[Collected data]
--- START ---

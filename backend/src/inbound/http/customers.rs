//! Customer HTTP handlers.
//!
//! ```text
//! GET    /api/v1/customers
//! GET    /api/v1/customers/paginated?page=1&size=3
//! GET    /api/v1/customers/{id}
//! POST   /api/v1/customers        {"name":"abc","email":"abc@company.com"}
//! PUT    /api/v1/customers/{id}   {"name":"abc","email":"abc@company.com"}
//! DELETE /api/v1/customers/{id}
//! ```
//!
//! Handlers only translate between HTTP and the customer ports. Validation,
//! existence checks, and error mapping happen in the domain; `?` turns a
//! `CustomerServiceError` into the API [`Error`] rendered by
//! [`crate::inbound::http::error`].

use actix_web::{HttpResponse, delete, get, post, put, web};
use serde::Deserialize;
use tracing::debug;
use utoipa::IntoParams;

use crate::domain::{
    Customer, CustomerId, CustomerInput, DEFAULT_PAGE, DEFAULT_PAGE_SIZE, Error, PageRequest,
};
use crate::inbound::http::ApiResult;
use crate::inbound::http::schemas::{CustomerInputSchema, CustomerSchema, ErrorSchema};
use crate::inbound::http::state::HttpState;

/// Query parameters for `GET /api/v1/customers/paginated`.
#[derive(Debug, Clone, Copy, Default, Deserialize, IntoParams)]
#[into_params(parameter_in = Query)]
pub struct PageQuery {
    /// One-based page number. Defaults to 1.
    #[param(minimum = 1, example = 1)]
    pub page: Option<u32>,
    /// Customers per page, at most 100. Defaults to 3.
    #[param(minimum = 1, maximum = 100, example = 3)]
    pub size: Option<u32>,
}

impl TryFrom<PageQuery> for PageRequest {
    type Error = Error;

    fn try_from(query: PageQuery) -> Result<Self, Self::Error> {
        Self::new(
            query.page.unwrap_or(DEFAULT_PAGE),
            query.size.unwrap_or(DEFAULT_PAGE_SIZE),
        )
        .map_err(Error::from)
    }
}

/// List every customer ordered by id.
#[utoipa::path(
    get,
    path = "/api/v1/customers",
    responses(
        (status = 200, description = "All customers", body = [CustomerSchema]),
        (status = 500, description = "Internal server error", body = ErrorSchema)
    ),
    tags = ["customers"],
    operation_id = "listCustomers"
)]
#[get("/customers")]
pub async fn list_customers(state: web::Data<HttpState>) -> ApiResult<web::Json<Vec<Customer>>> {
    let customers = state.customers_query.list_customers().await?;
    Ok(web::Json(customers))
}

/// List one page of customers ordered by id.
#[utoipa::path(
    get,
    path = "/api/v1/customers/paginated",
    params(PageQuery),
    responses(
        (status = 200, description = "Customers on the requested page", body = [CustomerSchema]),
        (status = 400, description = "Page or size out of range", body = ErrorSchema),
        (status = 500, description = "Internal server error", body = ErrorSchema)
    ),
    tags = ["customers"],
    operation_id = "listCustomersPaginated"
)]
#[get("/customers/paginated")]
pub async fn list_customers_paginated(
    state: web::Data<HttpState>,
    query: web::Query<PageQuery>,
) -> ApiResult<web::Json<Vec<Customer>>> {
    let page = PageRequest::try_from(query.into_inner())?;
    let customers = state.customers_query.list_page(page).await?;
    Ok(web::Json(customers))
}

/// Fetch a single customer.
#[utoipa::path(
    get,
    path = "/api/v1/customers/{id}",
    params(("id" = i32, Path, description = "Customer identifier")),
    responses(
        (status = 200, description = "Customer", body = CustomerSchema),
        (status = 400, description = "Malformed identifier", body = ErrorSchema),
        (status = 404, description = "No such customer", body = ErrorSchema)
    ),
    tags = ["customers"],
    operation_id = "getCustomer"
)]
#[get("/customers/{id}")]
pub async fn get_customer(
    state: web::Data<HttpState>,
    path: web::Path<i32>,
) -> ApiResult<web::Json<Customer>> {
    let id = CustomerId::new(path.into_inner());
    let customer = state.customers_query.get_customer(id).await?;
    Ok(web::Json(customer))
}

/// Validate and store a new customer.
///
/// Any `id` in the body is ignored; the store assigns one.
#[utoipa::path(
    post,
    path = "/api/v1/customers",
    request_body = CustomerInputSchema,
    responses(
        (status = 201, description = "Customer created", body = CustomerSchema),
        (status = 400, description = "Validation failed", body = ErrorSchema),
        (status = 500, description = "Internal server error", body = ErrorSchema)
    ),
    tags = ["customers"],
    operation_id = "createCustomer"
)]
#[post("/customers")]
pub async fn create_customer(
    state: web::Data<HttpState>,
    payload: web::Json<CustomerInput>,
) -> ApiResult<HttpResponse> {
    let customer = state
        .customers_command
        .create_customer(payload.into_inner())
        .await?;
    Ok(HttpResponse::Created().json(customer))
}

/// Replace an existing customer.
///
/// A missing customer is reported as 404 before the body is validated.
#[utoipa::path(
    put,
    path = "/api/v1/customers/{id}",
    params(("id" = i32, Path, description = "Customer identifier")),
    request_body = CustomerInputSchema,
    responses(
        (status = 200, description = "Customer updated", body = CustomerSchema),
        (status = 400, description = "Validation failed", body = ErrorSchema),
        (status = 404, description = "No such customer", body = ErrorSchema)
    ),
    tags = ["customers"],
    operation_id = "updateCustomer"
)]
#[put("/customers/{id}")]
pub async fn update_customer(
    state: web::Data<HttpState>,
    path: web::Path<i32>,
    payload: web::Json<CustomerInput>,
) -> ApiResult<web::Json<Customer>> {
    let id = CustomerId::new(path.into_inner());
    let input = payload.into_inner();
    if input.id.is_some_and(|body_id| body_id != id.get()) {
        debug!(customer_id = %id, body_id = ?input.id, "body id ignored in favour of path id");
    }
    let customer = state.customers_command.update_customer(id, input).await?;
    Ok(web::Json(customer))
}

/// Remove a customer. Responds 200 with an empty body.
#[utoipa::path(
    delete,
    path = "/api/v1/customers/{id}",
    params(("id" = i32, Path, description = "Customer identifier")),
    responses(
        (status = 200, description = "Customer deleted"),
        (status = 404, description = "No such customer", body = ErrorSchema)
    ),
    tags = ["customers"],
    operation_id = "deleteCustomer"
)]
#[delete("/customers/{id}")]
pub async fn delete_customer(
    state: web::Data<HttpState>,
    path: web::Path<i32>,
) -> ApiResult<HttpResponse> {
    let id = CustomerId::new(path.into_inner());
    state.customers_command.delete_customer(id).await?;
    Ok(HttpResponse::Ok().finish())
}

/// Register the customer handlers and their extractor error handlers.
///
/// `/customers/paginated` is registered ahead of `/customers/{id}` so the
/// literal segment is not parsed as an identifier.
///
/// # Examples
/// ```
/// use actix_web::{App, web};
/// use customer_service::inbound::http::customers;
///
/// let app = App::new().service(web::scope("/api/v1").configure(customers::configure));
/// ```
pub fn configure(cfg: &mut web::ServiceConfig) {
    cfg.app_data(web::JsonConfig::default().error_handler(super::error::json_error_handler))
        .app_data(web::QueryConfig::default().error_handler(super::error::query_error_handler))
        .app_data(web::PathConfig::default().error_handler(super::error::path_error_handler))
        .service(list_customers)
        .service(list_customers_paginated)
        .service(get_customer)
        .service(create_customer)
        .service(update_customer)
        .service(delete_customer);
}

#[cfg(test)]
#[path = "customers_tests.rs"]
mod tests;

--- END ---

▶ **GOAL OF THE EXERCISE**
Transcribe the records above exactly as they appear.

▶ **RESULT OF THE EXERCISE**
filename backend/src/inbound/http/customers.rs
//! Customer HTTP handlers.
//!
//! ```text
//! GET    /api/v1/customers
//! GET    /api/v1/customers/paginated?page=1&size=3
//! GET    /api/v1/customers/{id}
//! POST   /api/v1/customers        {"name":"abc","email":"abc@company.com"}
//! PUT    /api/v1/customers/{id}   {"name":"abc","email":"abc@company.com"}
//! DELETE /api/v1/customers/{id}
//! ```
//!
//! Handlers only translate between HTTP and the customer ports. Validation,
//! existence checks, and error mapping happen in the domain; `?` turns a
//! `CustomerServiceError` into the API [`Error`] rendered by
//! [`crate::inbound::http::error`].

use actix_web::{HttpResponse, delete, get, post, put, web};
use serde::Deserialize;
use tracing::debug;
use utoipa::IntoParams;

use crate::domain::{
    Customer, CustomerId, CustomerInput, DEFAULT_PAGE, DEFAULT_PAGE_SIZE, Error, PageRequest,
};
use crate::inbound::http::ApiResult;
use crate::inbound::http::schemas::{CustomerInputSchema, CustomerSchema, ErrorSchema};
use crate::inbound::http::state::HttpState;

/// Query parameters for `GET /api/v1/customers/paginated`.
#[derive(Debug, Clone, Copy, Default, Deserialize, IntoParams)]
#[into_params(parameter_in = Query)]
pub struct PageQuery {
    /// One-based page number. Defaults to 1.
    #[param(minimum = 1, example = 1)]
    pub page: Option<u32>,
    /// Customers per page, at most 100. Defaults to 3.
    #[param(minimum = 1, maximum = 100, example = 3)]
    pub size: Option<u32>,
}

impl TryFrom<PageQuery> for PageRequest {
    type Error = Error;

    fn try_from(query: PageQuery) -> Result<Self, Self::Error> {
        Self::new(
            query.page.unwrap_or(DEFAULT_PAGE),
            query.size.unwrap_or(DEFAULT_PAGE_SIZE),
        )
        .map_err(Error::from)
    }
}

/// List every customer ordered by id.
#[utoipa::path(
    get,
    path = "/api/v1/customers",
    responses(
        (status = 200, description = "All customers", body = [CustomerSchema]),
        (status = 500, description = "Internal server error", body = ErrorSchema)
    ),
    tags = ["customers"],
    operation_id = "listCustomers"
)]
#[get("/customers")]
pub async fn list_customers(state: web::Data<HttpState>) -> ApiResult<web::Json<Vec<Customer>>> {
    let customers = state.customers_query.list_customers().await?;
    Ok(web::Json(customers))
}

/// List one page of customers ordered by id.
#[utoipa::path(
    get,
    path = "/api/v1/customers/paginated",
    params(PageQuery),
    responses(
        (status = 200, description = "Customers on the requested page", body = [CustomerSchema]),
        (status = 400, description = "Page or size out of range", body = ErrorSchema),
        (status = 500, description = "Internal server error", body = ErrorSchema)
    ),
    tags = ["customers"],
    operation_id = "listCustomersPaginated"
)]
#[get("/customers/paginated")]
pub async fn list_customers_paginated(
    state: web::Data<HttpState>,
    query: web::Query<PageQuery>,
) -> ApiResult<web::Json<Vec<Customer>>> {
    let page = PageRequest::try_from(query.into_inner())?;
    let customers = state.customers_query.list_page(page).await?;
    Ok(web::Json(customers))
}

/// Fetch a single customer.
#[utoipa::path(
    get,
    path = "/api/v1/customers/{id}",
    params(("id" = i32, Path, description = "Customer identifier")),
    responses(
        (status = 200, description = "Customer", body = CustomerSchema),
        (status = 400, description = "Malformed identifier", body = ErrorSchema),
        (status = 404, description = "No such customer", body = ErrorSchema)
    ),
    tags = ["customers"],
    operation_id = "getCustomer"
)]
#[get("/customers/{id}")]
pub async fn get_customer(
    state: web::Data<HttpState>,
    path: web::Path<i32>,
) -> ApiResult<web::Json<Customer>> {
    let id = CustomerId::new(path.into_inner());
    let customer = state.customers_query.get_customer(id).await?;
    Ok(web::Json(customer))
}

/// Validate and store a new customer.
///
/// Any `id` in the body is ignored; the store assigns one.
#[utoipa::path(
    post,
    path = "/api/v1/customers",
    request_body = CustomerInputSchema,
    responses(
        (status = 201, description = "Customer created", body = CustomerSchema),
        (status = 400, description = "Validation failed", body = ErrorSchema),
        (status = 500, description = "Internal server error", body = ErrorSchema)
    ),
    tags = ["customers"],
    operation_id = "createCustomer"
)]
#[post("/customers")]
pub async fn create_customer(
    state: web::Data<HttpState>,
    payload: web::Json<CustomerInput>,
) -> ApiResult<HttpResponse> {
    let customer = state
        .customers_command
        .create_customer(payload.into_inner())
        .await?;
    Ok(HttpResponse::Created().json(customer))
}

/// Replace an existing customer.
///
/// A missing customer is reported as 404 before the body is validated.
#[utoipa::path(
    put,
    path = "/api/v1/customers/{id}",
    params(("id" = i32, Path, description = "Customer identifier")),
    request_body = CustomerInputSchema,
    responses(
        (status = 200, description = "Customer updated", body = CustomerSchema),
        (status = 400, description = "Validation failed", body = ErrorSchema),
        (status = 404, description = "No such customer", body = ErrorSchema)
    ),
    tags = ["customers"],
    operation_id = "updateCustomer"
)]
#[put("/customers/{id}")]
pub async fn update_customer(
    state: web::Data<HttpState>,
    path: web::Path<i32>,
    payload: web::Json<CustomerInput>,
) -> ApiResult<web::Json<Customer>> {
    let id = CustomerId::new(path.into_inner());
    let input = payload.into_inner();
    if input.id.is_some_and(|body_id| body_id != id.get()) {
        debug!(customer_id = %id, body_id = ?input.id, "body id ignored in favour of path id");
    }
    let customer = state.customers_command.update_customer(id, input).await?;
    Ok(web::Json(customer))
}

/// Remove a customer. Responds 200 with an empty body.
#[utoipa::path(
    delete,
    path = "/api/v1/customers/{id}",
    params(("id" = i32, Path, description = "Customer identifier")),
    responses(
        (status = 200, description = "Customer deleted"),
        (status = 404, description = "No such customer", body = ErrorSchema)
    ),
    tags = ["customers"],
    operation_id = "deleteCustomer"
)]
#[delete("/customers/{id}")]
pub async fn delete_customer(
    state: web::Data<HttpState>,
    path: web::Path<i32>,
) -> ApiResult<HttpResponse> {
    let id = CustomerId::new(path.into_inner());
    state.customers_command.delete_customer(id).await?;
    Ok(HttpResponse::Ok().finish())
}

/// Register the customer handlers and their extractor error handlers.
///
/// `/customers/paginated` is registered ahead of `/customers/{id}` so the
/// literal segment is not parsed as an identifier.
///
/// # Examples
/// ```
/// use actix_web::{App, web};
/// use customer_service::inbound::http::customers;
///
/// let app = App::new().service(web::scope("/api/v1").configure(customers::configure));
/// ```
pub fn configure(cfg: &mut web::ServiceConfig) {
    cfg.app_data(web::JsonConfig::default().error_handler(super::error::json_error_handler))
        .app_data(web::QueryConfig::default().error_handler(super::error::query_error_handler))
        .app_data(web::PathConfig::default().error_handler(super::error::path_error_handler))
        .service(list_customers)
        .service(list_customers_paginated)
        .service(get_customer)
        .service(create_customer)
        .service(update_customer)
        .service(delete_customer);
}

#[cfg(test)]
#[path = "customers_tests.rs"]
mod tests;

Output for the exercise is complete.